Section 2. Written or printed notice of the annual meeting stating the place, date and hour of the meeting shall be delivered not less than ten nor more than sixty days before the date of the meeting, either personally or by mail, by or at the direction of the president, secretary or the officer or persons calling the meeting, to each shareholder of record entitled to vote at such meeting.

 

ARTICLE III

SPECIAL MEETINGS OF SHAREHOLDERS

 

Section 1. Special meetings of shareholders may be held at such time and place within or without the State as shall be stated in the notice of the meeting or in a duly executed waiver of notice thereof.
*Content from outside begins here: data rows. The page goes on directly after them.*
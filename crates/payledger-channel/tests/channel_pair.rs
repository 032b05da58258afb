//! Two channel instances modelling both sides of one on-chain channel.
//!
//! Every signed message is registered in both instances; the instances share
//! no state, so these tests check that replaying the same messages keeps
//! them mirrored and that tokens are conserved.

use payledger_channel::lock::hash_secret;
use payledger_channel::{
    Channel, ChannelEndState, ChannelObserver, DirectTransfer, ExternalState, LedgerError, Lock,
    MediatedTransfer, SignedMessage, EMPTY_HASH,
};
use parking_lot::Mutex;
use payledger_crypto::{sha256, Ed25519Keypair};
use std::sync::Arc;
use std::thread;

const TOKEN: [u8; 32] = [0x70; 32];
const CHANNEL: [u8; 32] = [0xc0; 32];

struct Pair {
    ch0: Channel,
    ch1: Channel,
    key0: Ed25519Keypair,
    key1: Ed25519Keypair,
}

fn init_tracing() {
    let _ = tracing_subscriber::fmt()
        .with_env_filter(tracing_subscriber::EnvFilter::from_default_env())
        .with_test_writer()
        .try_init();
}

fn make_pair_channel(
    deposit0: u128,
    deposit1: u128,
    reveal_timeout: u64,
    settle_timeout: u64,
    opened_block: u64,
) -> Pair {
    init_tracing();
    let key0 = Ed25519Keypair::from_private_key([0x10; 32]);
    let key1 = Ed25519Keypair::from_private_key([0x11; 32]);

    let view = |ours: &Ed25519Keypair, our_deposit, partner: &Ed25519Keypair, partner_deposit| {
        Channel::new(
            ChannelEndState::new(ours.public_key, our_deposit),
            ChannelEndState::new(partner.public_key, partner_deposit),
            ExternalState::new(CHANNEL, opened_block),
            TOKEN,
            CHANNEL,
            reveal_timeout,
            settle_timeout,
        )
        .unwrap()
    };

    Pair {
        ch0: view(&key0, deposit0, &key1, deposit1),
        ch1: view(&key1, deposit1, &key0, deposit0),
        key0,
        key1,
    }
}

fn default_pair() -> Pair {
    make_pair_channel(330, 110, 7, 30, 1)
}

/// Secret number `n` and its hashlock.
fn secret(n: u8) -> ([u8; 32], [u8; 32]) {
    let secret = sha256(&[n]);
    (secret, hash_secret(&secret))
}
Section 2. Special meetings of the shareholders, for any purpose or purposes, unless otherwise prescribed by statute or by the certificate of incorporation, may be called by the president, board of directors or the holders of not less than ten percent of all the shares entitled to vote at the meeting.

 

Section 3. Written or printed notice of a special meeting stating the place, date and hour of the meeting and the purpose or purposes for which the meeting is called, shall be delivered not less than ten nor more than sixty days before the date of the meeting, either personally or by mail, by, or at the direction of, the president, secretary or the officer or persons calling the meeting, to each shareholder of record entitled to vote at such meeting. The notice shall also indicate that it is being issued by, or at the direction of, the person calling the meeting.

 

Section 4. Notice of a meeting need not be given to any shareholder who signs a waiver of such notice before or after the meeting.

 

Section 5. The officer who has charge of the stock ledger of the corporation shall prepare and make, at least ten days before every meeting of shareholders, a complete list of the shareholders entitled to vote at the meeting, arranged in alphabetical order, and showing the address of each shareholder and the number of shares registered in the name of each shareholder. Such list shall be open to the examination of any shareholder, for any purpose germane to the meeting, during ordinary business hours, for a period of at least ten days prior to the meeting, either at a place within the city where the meeting is to be held, which place shall be specified in the notice of the meeting, or, if not so specified, at the place where the meeting is to be held. The list shall also be produced and kept at the time and place of the meeting during the whole time thereof, and may be inspected by any shareholder who is present.